# Problem requirements
Once you have read the entries, please say how many lines hold the string "FxHashSet", giving the number only.

[Collected data]
---*---

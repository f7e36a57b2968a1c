#![forbid(unsafe_code)]

//! Mutable state of one form control.
//!
//! The store holds the value tree, the baseline, the bookkeeping trees and
//! the registry. Its methods mutate only the store; building patches and
//! notifying observers is left to the control.
//!
//! # Invariants
//!
//! - `state` mirrors the bookkeeping trees after every committed patch.
//! - `revisions[path]` grows on every value write to `path`; validation
//!   results captured at an older revision are discarded. Entries are kept
//!   only for paths that still name a field or field array once a subtree
//!   is unregistered or an array reshaped.
//! - `array_ids[name]` has one id per item of the array at `name`.

use formctl_core::equal::{deep_equal_opt, diff_values};
use formctl_core::path::{get, normalize, set, unset};
use formctl_core::{FieldPath, Tree, Value};
use formctl_validation::FieldError;
use rustc_hash::{FxHashMap, FxHashSet};

use crate::disabled::{DisabledSetting, ReadOnlyTracker};
use crate::field_array::{ArraySlot, ItemId};
use crate::focus::FocusTracker;
use crate::projector::{FormState, FormStatePatch};
use crate::registry::Registry;

#[derive(Debug, Default)]
pub(crate) struct FormStore {
    pub values: Value,
    pub defaults: Value,
    pub dirty: Tree<bool>,
    pub touched: Tree<bool>,
    pub errors: Tree<FieldError>,
    pub registry: Registry,
    pub state: FormState,
    pub array_ids: FxHashMap<String, Vec<ItemId>>,
    /// Field arrays whose items differ from the baseline in length or order.
    pub array_structure: FxHashSet<String>,
    pub revisions: FxHashMap<String, u64>,
    next_revision: u64,
    /// Bumped by `reset`; results of passes started before are discarded.
    pub epoch: u64,
    pub read_only: ReadOnlyTracker,
    pub focus: FocusTracker,
    pub disabled: DisabledSetting,
    /// Paths with a validation in flight.
    pub validating: Vec<String>,
    /// Path to focus once a binding for it is attached.
    pub pending_focus: Option<String>,
    next_item_id: u64,
}

impl FormStore {
    pub fn new(defaults: Value, disabled: DisabledSetting) -> Self {
        let mut store = Self {
            values: defaults.clone(),
            defaults,
            disabled,
            ..Self::default()
        };
        store.state.disabled = store.disabled.is_form_disabled();
        store
    }

    // -- values ---------------------------------------------------------------

    /// Current value at `path`, `Undefined` when absent.
    pub fn value_at(&self, path: &str) -> Value {
        get(&self.values, path).cloned().unwrap_or_default()
    }

    pub fn baseline_at(&self, path: &str) -> Value {
        get(&self.defaults, path).cloned().unwrap_or_default()
    }

    /// Write `value` at `path` and bump the revisions of every path the write
    /// can change.
    pub fn write_value(&mut self, path: &str, value: Value) {
        if path.is_empty() {
            self.values = value;
        } else {
            set(&mut self.values, path, value);
        }
        self.bump_related(path);
    }

    pub fn remove_value(&mut self, path: &str) {
        unset(&mut self.values, path);
        self.bump_related(path);
    }

    // -- revisions ------------------------------------------------------------

    pub fn revision(&self, path: &str) -> u64 {
        self.revisions.get(path).copied().unwrap_or(0)
    }

    /// Bump `path`, the registered fields beneath it and the field arrays
    /// above or beneath it.
    pub fn bump_related(&mut self, path: &str) {
        let mut touched = self.registry.descendants(path);
        let prefix = FieldPath::parse(path);
        touched.extend(
            self.registry
                .array_names()
                .into_iter()
                .filter(|name| FieldPath::parse(name).is_related(&prefix)),
        );
        touched.push(normalize(path));
        for name in touched {
            self.next_revision += 1;
            self.revisions.insert(name, self.next_revision);
        }
    }

    /// Drop revisions under `path` that no longer address a registered
    /// field or field array.
    pub fn forget_revisions(&mut self, path: &str) {
        let prefix = FieldPath::parse(path);
        let registry = &self.registry;
        let arrays = &self.array_ids;
        self.revisions.retain(|name, _| {
            !FieldPath::parse(name).starts_with(&prefix) || registry.contains(name) || arrays.contains_key(name)
        });
    }

    // -- dirty ----------------------------------------------------------------

    /// Recompute the dirty subtree at `path` from a diff against the baseline.
    /// Returns whether the dirty tree changed.
    pub fn refresh_dirty(&mut self, path: &str) -> bool {
        let diff = diff_values(&self.baseline_at(path), &self.value_at(path));
        let before = get(&self.dirty, path).cloned();
        if diff.is_empty() {
            unset(&mut self.dirty, path);
        } else {
            set(&mut self.dirty, path, diff);
        }
        get(&self.dirty, path).cloned() != before
    }

    /// Re-check which field arrays at or around `path` differ from their
    /// baseline.
    pub fn refresh_array_structure(&mut self, path: &str) {
        let prefix = FieldPath::parse(path);
        let names: Vec<String> = self
            .array_ids
            .keys()
            .filter(|name| FieldPath::parse(name).is_related(&prefix))
            .cloned()
            .collect();
        for name in names {
            let same = deep_equal_opt(get(&self.defaults, &name), get(&self.values, &name));
            if same {
                self.array_structure.remove(&name);
            } else {
                self.array_structure.insert(name);
            }
        }
    }

    pub fn is_dirty(&self) -> bool {
        self.dirty.any() || !self.array_structure.is_empty()
    }

    /// Full diff of the value tree against the baseline.
    pub fn rediff(&mut self) {
        self.dirty = diff_values(&self.defaults, &self.values);
        self.array_structure.clear();
        let names: Vec<String> = self.array_ids.keys().cloned().collect();
        for name in names {
            self.refresh_array_structure(&name);
        }
    }

    // -- touched / errors -----------------------------------------------------

    pub fn is_touched(&self, path: &str) -> bool {
        get(&self.touched, path).is_some_and(Tree::any)
    }

    /// Mark `path` touched. Returns whether it was not touched before.
    pub fn touch(&mut self, path: &str) -> bool {
        if get(&self.touched, path).and_then(Tree::leaf).copied() == Some(true) {
            return false;
        }
        set(&mut self.touched, path, Tree::Leaf(true));
        true
    }

    pub fn error_at(&self, path: &str) -> Option<&FieldError> {
        get(&self.errors, path).and_then(Tree::leaf)
    }

    pub fn has_error_under(&self, path: &str) -> bool {
        get(&self.errors, path).is_some_and(|node| !node.is_empty())
    }

    // -- field array ids ------------------------------------------------------

    pub fn fresh_id(&mut self) -> ItemId {
        self.next_item_id += 1;
        ItemId(format!("item-{}", self.next_item_id))
    }

    /// Ids of the array at `name`, created or resized to match its value.
    pub fn ids_for(&mut self, name: &str) -> Vec<ItemId> {
        let len = get(&self.values, name).and_then(Value::as_array).map_or(0, <[Value]>::len);
        let mut ids = self.array_ids.remove(name).unwrap_or_default();
        ids.truncate(len);
        while ids.len() < len {
            let id = self.fresh_id();
            ids.push(id);
        }
        self.array_ids.insert(name.to_owned(), ids.clone());
        ids
    }

    /// Replace placeholder ids with fresh ones and store the list.
    pub fn store_ids(&mut self, name: &str, mut ids: Vec<ItemId>) -> Vec<ItemId> {
        for id in &mut ids {
            if id.is_placeholder() {
                *id = self.fresh_id();
            }
        }
        self.array_ids.insert(name.to_owned(), ids.clone());
        ids
    }

    /// Regenerate the ids of every tracked array at or beneath `path`.
    pub fn regenerate_ids(&mut self, path: &str) {
        let prefix = FieldPath::parse(path);
        let names: Vec<String> = self
            .array_ids
            .keys()
            .filter(|name| FieldPath::parse(name).starts_with(&prefix))
            .cloned()
            .collect();
        for name in names {
            self.array_ids.remove(&name);
            self.ids_for(&name);
        }
    }

    // -- state ----------------------------------------------------------------

    /// Apply `patch` to the snapshot.
    pub fn commit(&mut self, patch: &FormStatePatch) {
        patch.apply_to(&mut self.state);
    }

    /// Patch carrying the dirty flags.
    pub fn dirty_patch(&self) -> FormStatePatch {
        FormStatePatch {
            is_dirty: Some(self.is_dirty()),
            dirty_fields: Some(self.dirty.clone()),
            ..FormStatePatch::default()
        }
    }

    /// Patch carrying the error tree and validity.
    pub fn errors_patch(&self) -> FormStatePatch {
        FormStatePatch {
            errors: Some(self.errors.clone()),
            is_valid: Some(self.errors.is_empty()),
            ..FormStatePatch::default()
        }
    }

    /// Patch carrying the validating flags.
    pub fn validating_patch(&self) -> FormStatePatch {
        FormStatePatch {
            is_validating: Some(!self.validating.is_empty()),
            validating_fields: Some(self.validating.clone()),
            ..FormStatePatch::default()
        }
    }
}

#[cfg(test)]
mod tests {
    use super::*;
    use formctl_validation::RuleSet;

    fn store() -> FormStore {
        FormStore::new(
            Value::object([
                ("name", Value::from("ada")),
                ("items", Value::array([Value::from(1), Value::from(2)])),
            ]),
            DisabledSetting::default(),
        )
    }

    #[test]
    fn dirty_follows_baseline_diff() {
        let mut store = store();
        store.write_value("name", Value::from("grace"));
        assert!(store.refresh_dirty("name"));
        assert!(store.is_dirty());
        store.write_value("name", Value::from("ada"));
        assert!(store.refresh_dirty("name"));
        assert!(!store.is_dirty());
        assert!(!store.refresh_dirty("name"));
    }

    #[test]
    fn writes_bump_fields_beneath() {
        let mut store = store();
        store.registry.register("user.name", RuleSet::new());
        store.registry.register("user.email", RuleSet::new());
        let before = store.revision("user.email");
        store.write_value("user", Value::object([("name", Value::from("x"))]));
        assert!(store.revision("user.email") > before);
        assert!(store.revision("user.name") > 0);
    }

    #[test]
    fn forgetting_revisions_keeps_live_paths_only() {
        let mut store = store();
        store.registry.register("user.name", RuleSet::new());
        store.write_value("user", Value::object([("name", Value::from("x")), ("extra", Value::Null)]));
        store.write_value("user.extra", Value::Null);
        store.write_value("other", Value::from(1));
        assert!(store.revisions.contains_key("user.extra"));

        store.forget_revisions("user");
        assert!(!store.revisions.contains_key("user"));
        assert!(!store.revisions.contains_key("user.extra"));
        assert!(store.revisions.contains_key("user.name"));
        assert!(store.revisions.contains_key("other"));
    }

    #[test]
    fn array_structure_tracks_reorders() {
        let mut store = store();
        store.ids_for("items");
        store.write_value("items", Value::array([Value::from(2), Value::from(1)]));
        store.refresh_array_structure("items");
        assert!(store.is_dirty());
        store.write_value("items", Value::array([Value::from(1), Value::from(2)]));
        store.refresh_array_structure("items.0");
        assert!(!store.is_dirty());
    }

    #[test]
    fn ids_follow_array_length() {
        let mut store = store();
        let ids = store.ids_for("items");
        assert_eq!(ids.len(), 2);
        assert_ne!(ids[0], ids[1]);
        store.write_value("items", Value::array([Value::from(1)]));
        assert_eq!(store.ids_for("items"), vec![ids[0].clone()]);
        store.regenerate_ids("items");
        assert_ne!(store.ids_for("items"), vec![ids[0].clone()]);
    }

    #[test]
    fn touch_is_reported_once() {
        let mut store = store();
        assert!(store.touch("name"));
        assert!(!store.touch("name"));
        assert!(store.is_touched("name"));
        assert!(!store.is_touched("items"));
    }
}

---*---

# Your solution
2